Recent research published in the Asia Pacific Journal of Human Resources outlines an evidence-based approach that help businesses include these workers to support mutual benefit.
The study focused on what worked and didn’t in managing workers with intellectual disabilities, including down syndrome or delayed development, at seven Australian organisations: three hotels, a courier company, a film company, a management consultancy firm and a recruitment company.
“Overall, the study highlighted the importance of an organisational culture in which the diverse nature of individuals is recognised, allowing those individuals to share their unique perspectives,” said Bartram.
“Those with intellectual disabilities can often display unique talents and perspectives, such as mathematical, organisation and technical abilities to contribute to organisational performance.

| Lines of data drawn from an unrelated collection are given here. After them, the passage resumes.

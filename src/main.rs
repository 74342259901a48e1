//! Command-line driver for the bounded Game of Life universe.
//!
//! Usage:
//!   life_universe random --rows 20 --cols 40 --percent 30 -n 100
//!   life_universe load pattern.txt -n 50
//!   life_universe preset glider --rows 20 --cols 20 -n 80 --window
//!   life_universe presets

use std::io::{self, BufRead, Write};
use std::path::PathBuf;
use std::time::{Duration, SystemTime, UNIX_EPOCH};

use anyhow::{Context, Result, bail};
use clap::{Parser, Subcommand};
use rand::{SeedableRng, rngs::StdRng};
use tracing::{debug, info, warn};

use life_universe::application::{
    EngineState, InitialPattern, RunConfig, Simulation, SimulationConfig, Universe, UniverseError,
};
use life_universe::presets;
use life_universe::rendering::{ConsoleRenderer, window};

#[derive(Parser, Debug)]
#[command(name = "life_universe")]
#[command(version)]
#[command(about = "Conway's Game of Life on a bounded grid")]
struct Cli {
    #[command(subcommand)]
    command: Commands,

    /// Pause between generations, in milliseconds.
    #[arg(long, default_value_t = 200, global = true)]
    delay_ms: u64,

    /// Draw in a window instead of the terminal.
    #[arg(long, global = true)]
    window: bool,

    /// End the run early once a generation no longer changes the grid.
    #[arg(long, global = true)]
    stop_when_stable: bool,

    /// Log level (trace, debug, info, warn, error). RUST_LOG takes precedence.
    #[arg(long, default_value = "info", global = true)]
    log_level: String,
}

#[derive(Subcommand, Debug)]
enum Commands {
    /// Start from a randomly filled grid.
    Random {
        #[arg(long)]
        rows: usize,
        #[arg(long)]
        cols: usize,
        /// Chance of each cell starting alive, 0-100.
        #[arg(long, default_value_t = 30)]
        percent: u8,
        /// Number of generations to run.
        #[arg(short = 'n', long)]
        generations: u64,
        /// RNG seed; a time-derived seed is used when omitted.
        #[arg(long)]
        seed: Option<u64>,
    },

    /// Start from a pattern file.
    Load {
        path: PathBuf,
        #[arg(short = 'n', long)]
        generations: u64,
    },

    /// Start from a named preset centred on an empty grid.
    Preset {
        name: String,
        #[arg(long)]
        rows: usize,
        #[arg(long)]
        cols: usize,
        #[arg(short = 'n', long)]
        generations: u64,
    },

    /// List the available presets.
    Presets,
}

fn main() -> Result<()> {
    let cli = Cli::parse();
    init_tracing(&cli.log_level);

    let Some(config) = run_config(&cli) else {
        for pattern in presets::all_patterns() {
            println!("{:<12} {}", pattern.name, pattern.description);
        }
        return Ok(());
    };
    config.validate()?;

    let universe = build_universe(&config)?;
    let simulation = Simulation::new(SimulationConfig::from(&config));

    if cli.window {
        window::run_windowed(universe, simulation);
        return Ok(());
    }

    run_console(universe, simulation)
}

fn init_tracing(level: &str) {
    // stderr keeps log lines out of the rendered frames on stdout
    let env_filter = tracing_subscriber::EnvFilter::try_from_default_env()
        .unwrap_or_else(|_| tracing_subscriber::EnvFilter::new(level));
    let _ = tracing_subscriber::fmt()
        .with_env_filter(env_filter)
        .with_writer(io::stderr)
        .try_init();
}

/// `None` for commands that do not run a simulation
fn run_config(cli: &Cli) -> Option<RunConfig> {
    let (initial, generations) = match &cli.command {
        Commands::Random {
            rows,
            cols,
            percent,
            generations,
            seed,
        } => (
            InitialPattern::Random {
                rows: *rows,
                cols: *cols,
                alive_percentage: *percent,
                seed: *seed,
            },
            *generations,
        ),
        Commands::Load { path, generations } => (InitialPattern::File(path.clone()), *generations),
        Commands::Preset {
            name,
            rows,
            cols,
            generations,
        } => (
            InitialPattern::Preset {
                name: name.clone(),
                rows: *rows,
                cols: *cols,
            },
            *generations,
        ),
        Commands::Presets => return None,
    };

    Some(RunConfig {
        initial,
        generations,
        delay: Duration::from_millis(cli.delay_ms),
        stop_when_stable: cli.stop_when_stable,
    })
}

fn build_universe(config: &RunConfig) -> Result<Universe> {
    match &config.initial {
        InitialPattern::Random {
            rows,
            cols,
            alive_percentage,
            seed,
        } => {
            let seed = seed.unwrap_or_else(time_seed);
            info!(seed, "seeding random grid");
            let mut rng = StdRng::seed_from_u64(seed);
            let mut universe = Universe::new(*rows, *cols);
            universe.seed_random(*alive_percentage, &mut rng);
            Ok(universe)
        }
        InitialPattern::File(path) => {
            let universe = load_with_retry(path.clone(), &mut io::stdin().lock())?;
            if universe.state() == EngineState::Uninitialized {
                bail!("pattern declares an empty grid; nothing to simulate");
            }
            debug!("loaded grid\n{}", universe.snapshot());
            Ok(universe)
        }
        InitialPattern::Preset { name, rows, cols } => {
            let pattern =
                presets::by_name(name).with_context(|| format!("unknown preset `{name}`"))?;
            let mut universe = Universe::new(*rows, *cols);
            universe.place_pattern(&pattern);
            Ok(universe)
        }
    }
}

/// Keep asking for another path while the current one cannot be opened.
/// Gives up when `input` runs dry.
fn load_with_retry(mut path: PathBuf, input: &mut impl BufRead) -> Result<Universe> {
    let mut universe = Universe::new(0, 0);
    loop {
        match universe.load_from_path(&path) {
            Ok(()) => return Ok(universe),
            Err(err @ UniverseError::SourceUnavailable { .. }) => {
                warn!("{err}");
                eprint!("Could not open the file. Please enter another path: ");
                io::stderr().flush()?;

                let mut line = String::new();
                if input.read_line(&mut line)? == 0 {
                    return Err(err).context("no further pattern path was given");
                }
                path = PathBuf::from(line.trim());
            }
            Err(err) => return Err(err.into()),
        }
    }
}

fn run_console(mut universe: Universe, mut simulation: Simulation) -> Result<()> {
    let mut renderer = ConsoleRenderer::new(io::stdout().lock());
    let summary = simulation.run(&mut universe, &mut renderer)?;
    drop(renderer);
    if summary.stabilized {
        println!("Grid stabilized after {} generations.", summary.generations_run);
    }
    Ok(())
}

fn time_seed() -> u64 {
    SystemTime::now()
        .duration_since(UNIX_EPOCH)
        .map(|d| d.as_nanos() as u64)
        .unwrap_or_default()
}

#[cfg(test)]
mod tests {
    use super::*;

    #[test]
    fn test_cli_parses_random() {
        let cli = Cli::try_parse_from([
            "life_universe", "random", "--rows", "4", "--cols", "5", "-n", "3", "--seed", "9",
        ])
        .unwrap();
        let config = run_config(&cli).unwrap();
        assert_eq!(config.generations, 3);
        assert_eq!(config.delay, Duration::from_millis(200));
        assert_eq!(
            config.initial,
            InitialPattern::Random {
                rows: 4,
                cols: 5,
                alive_percentage: 30,
                seed: Some(9),
            }
        );
    }

    #[test]
    fn test_global_flags_after_subcommand() {
        let cli = Cli::try_parse_from([
            "life_universe", "load", "p.txt", "-n", "2", "--delay-ms", "0", "--stop-when-stable",
        ])
        .unwrap();
        let config = run_config(&cli).unwrap();
        assert_eq!(config.delay, Duration::ZERO);
        assert!(config.stop_when_stable);
    }

    #[test]
    fn test_presets_command_has_no_run() {
        let cli = Cli::try_parse_from(["life_universe", "presets"]).unwrap();
        assert!(run_config(&cli).is_none());
    }

    #[test]
    fn test_retry_reads_next_path() {
        let dir = tempfile::tempdir().unwrap();
        let path = dir.path().join("retry.txt");
        std::fs::write(&path, "2 2\n11\n11\n").unwrap();

        let missing = dir.path().join("missing.txt");
        let mut input = io::Cursor::new(format!("{}\n", path.display()));
        let universe = load_with_retry(missing, &mut input).unwrap();

        assert_eq!(universe.population(), 4);
    }

    #[test]
    fn test_retry_gives_up_when_input_ends() {
        let missing = PathBuf::from("/definitely/not/here.txt");
        let mut input = io::Cursor::new(String::new());
        let err = load_with_retry(missing, &mut input).unwrap_err();
        assert!(matches!(
            err.downcast_ref::<UniverseError>(),
            Some(UniverseError::SourceUnavailable { .. })
        ));
    }
}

“But without an inclusive workplace culture, managers struggle to incorporate these people and their unique perspectives into job roles and so are unable to utilise their insights.”
This study recommends more flexible and collaborative approach to designing roles according to what workers can achieve, even if it means reducing their work hours and workloads.
Bartram said workplace accommodations, such as modified or quieter workspaces and flexibility for medical appointments, can also help workers with intellectual disabilities perform to their potential.
“These adjustments to work hours or workloads are just one part of an entire HR management mindset shift focused on finding a way to include people rather than looking for excuses why they won’t fit existing structures.”
In relation to job analysis and design, the researchers propose an approach that would incorporate working with each person to craft a flexible job description to the individual instead of the out-of-dated practice of fitting the person to the job and the job description.
The HR manager, working with the supervisor and worker, would design jobs to match their skills, abilities and aspirations to ensure effective utilisation.
The researchers also found top-level management were often committed to the inclusion of workers with intellectual disability at a strategy level, however, the “cascade of information and support systems” can fade at middle and supervisory level management.
“It is important that this disconnect is resolved to ensure disability inclusion strategies are successful.”
Another recommendation was for a more considered approach to involving all team members in team work activities, formal and informal mentoring through a ‘buddy system’ and group social activities.
Moreover, organisations that promote ‘teamwork’ in a flexible, non-bureaucratic structure were found to enable better social inclusion of workers with intellectual disability.
“As a strategy, social activities can enable managers to include these workers into a workplace setting by creating a mutual sphere of acceptance through a social activity, including outside work sports teams or drinks to foster team environments,” Bartram said.
“If organisations espouse the acceptance of diversity, they need to show their commitment and capitalise on diversity by continually pursuing ways to improve the work experience and inclusion of workers with intellectual disabilities.
“Diversity should reach a point where the very concept is not discussed because everyone is accepted equally in an organisation.”
The study includes a simple framework to guide HR management practices for improved inclusion of workers with intellectual disabilities.
“By using this framework, we have demonstrated valuable findings that highlight that WWID have the capacity to learn, grow and make a contribution,” Bartram said.
The study, ‘Re-calibrating HRM to improve the work experiences for workers with intellectual disability’ was co-authored by Bartram, Dr Jillian Cavanagh and Dr Patricia Cabrera-Pariona from RMIT University and Dr Hannah Meacham from Monash University.